By deploying W Energy Software’s TMS solution, the company’s accounting team reduced invoicing time to a maximum of four days, with 90 percent of customer invoices being submitted within one day, while giving it the assurance that it has invoiced 100 percent of its accounts receivable. The solution also helps the oil field supplier avoid millions in sales tax reporting (from a well-known ETRM tax software package) with W Energy Software’s all-inclusive tax module that cut tax preparation for the company from three months to thirty minutes. The solution has had a significant positive impact on its cash flow, enabling the company to purchase more finished fuels and refined products, increase sales and remain positioned for growth.
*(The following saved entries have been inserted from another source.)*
//! Player and enemy state.
//!
//! ## Player
//!
//! Per-turn resources plus the four card piles. Piles are `im::Vector`s so a
//! snapshot clone shares structure with its predecessor.
//!
//! ## Enemy
//!
//! A fixed damage counter: it has health and hits the player at the end of
//! every turn.

use im::Vector;
use serde::{Deserialize, Serialize};

use super::entity::CardInstanceId;
use crate::cards::Card;

/// The player's resources and piles.
#[derive(Clone, Debug, PartialEq, Eq, Serialize, Deserialize)]
pub struct Player {
    pub actions_remaining: i64,
    pub buys_remaining: i64,
    /// Clamped to 0 only by the end-of-turn lethality check.
    pub health: i64,
    pub gold: i64,
    pub cards_drawn_per_turn: usize,

    /// Cards playable this turn (insertion order).
    pub hand: Vector<Card>,
    /// Future hands; the front is the next draw.
    pub draw_pile: Vector<Card>,
    /// Spent cards, reshuffled into the draw pile when it empties.
    pub discard_pile: Vector<Card>,
    /// Permanently removed cards.
    pub trash_pile: Vector<Card>,
}

impl Player {
    /// Create a player with empty piles.
    #[must_use]
    pub fn new(health: i64, actions: i64, buys: i64, cards_drawn_per_turn: usize) -> Self {
        Self {
            actions_remaining: actions,
            buys_remaining: buys,
            health,
            gold: 0,
            cards_drawn_per_turn,
            hand: Vector::new(),
            draw_pile: Vector::new(),
            discard_pile: Vector::new(),
            trash_pile: Vector::new(),
        }
    }

    /// Find a card in hand.
    #[must_use]
    pub fn hand_card(&self, id: CardInstanceId) -> Option<&Card> {
        self.hand.iter().find(|c| c.id == id)
    }

    /// Remove a card from hand.
    ///
    /// Returns `None` if the card was not in hand.
    pub fn take_from_hand(&mut self, id: CardInstanceId) -> Option<Card> {
        let pos = self.hand.iter().position(|c| c.id == id)?;
        Some(self.hand.remove(pos))
    }

    /// Cards in hand, draw, discard, and trash piles.
    pub fn pile_cards(&self) -> impl Iterator<Item = &Card> {
        self.hand
            .iter()
            .chain(self.draw_pile.iter())
            .chain(self.discard_pile.iter())
            .chain(self.trash_pile.iter())
    }

    /// Cards still in circulation (everything except the trash).
    #[must_use]
    pub fn live_card_count(&self) -> usize {
        self.hand.len() + self.draw_pile.len() + self.discard_pile.len()
    }
}

/// The enemy.
#[derive(Clone, Copy, Debug, PartialEq, Eq, Serialize, Deserialize)]
pub struct Enemy {
    pub health: i64,
    /// Never decreases across rounds.
    pub damage_per_turn: i64,
}

impl Enemy {
    #[must_use]
    pub const fn new(health: i64, damage_per_turn: i64) -> Self {
        Self {
            health,
            damage_per_turn,
        }
    }

    #[must_use]
    pub const fn is_defeated(&self) -> bool {
        self.health <= 0
    }
}

#[cfg(test)]
mod tests {
    use std::sync::Arc;

    use super::*;
    use crate::cards::{CardTemplate, TemplateId};
    use crate::effects::Effect;

    fn card(id: u32) -> Card {
        Card::new(
            CardInstanceId(id),
            Arc::new(CardTemplate::new(TemplateId::new(0), "Copper").with_effect(Effect::add_gold(1))),
        )
    }

    #[test]
    fn test_take_from_hand() {
        let mut player = Player::new(20, 1, 1, 5);
        player.hand.push_back(card(1));
        player.hand.push_back(card(2));

        let taken = player.take_from_hand(CardInstanceId(1)).unwrap();
        assert_eq!(taken.id, CardInstanceId(1));
        assert_eq!(player.hand.len(), 1);
        assert!(player.take_from_hand(CardInstanceId(99)).is_none());
        assert!(player.hand_card(CardInstanceId(2)).is_some());
    }

    #[test]
    fn test_pile_cards_spans_every_pile() {
        let mut player = Player::new(20, 1, 1, 5);
        player.hand.push_back(card(1));
        player.draw_pile.push_back(card(2));
        player.discard_pile.push_back(card(3));
        player.trash_pile.push_back(card(4));

        let ids: Vec<u32> = player.pile_cards().map(|c| c.id.raw()).collect();
        assert_eq!(ids, vec![1, 2, 3, 4]);
        assert_eq!(player.live_card_count(), 3);
    }

    #[test]
    fn test_enemy_defeated() {
        assert!(!Enemy::new(1, 1).is_defeated());
        assert!(Enemy::new(0, 1).is_defeated());
        assert!(Enemy::new(-3, 1).is_defeated());
    }
}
Best-in-class energy traders are defined by their margins, customer experience and agility to meet evolving market conditions head on. Increasingly, best-in-class risk management in the oil field must incorporate environmental stewardship – not just financial and regulatory risk mitigation – especially as Wall Street, private equity and the public look beyond the wellhead into the broader energy supply chain for ESG improvement. Energy traders, bulk commodity transportation providers, crude first purchasers and other oil field players who rely on large scale trucking operations have an opportunity to embrace digital transformation, enabling organizations to grow revenue and improve customer experience while reducing their carbon footprint and maintaining a social license to operate.

Author Profile

Jeff O’Block has an extensive background in energy accounting and transportation. He is the founder of Chorus Logistics, the leading provider of cloud-based and mobile transportation management solutions (a W Energy Software company). O’Block co-founded Confirmation Corporation, (acquired by the New York Mercantile Exchange in 2002), a developer of software that provides confirmation services to subscribed trading companies. He is co-founder of Texas Cedar Clearing, which has become a premiere oil services company in Texas specializing in seismic line clearing, road building, transportation, site preparation and cleanup, pipeline construction and right-of-way work. O’Block was also the co-founder of PSC Energy, the original developer of GMS, one of the most successful energy trading platforms that became a very popular trade capture, scheduling, and accounting system (acquired by Altra Energy in 2000 and now supported by Sungard). He has assisted pipeline companies in authoring tariffs and is an expert in pipeline operations. O’Block is also a pilot with more than 3,000 hours of flight time.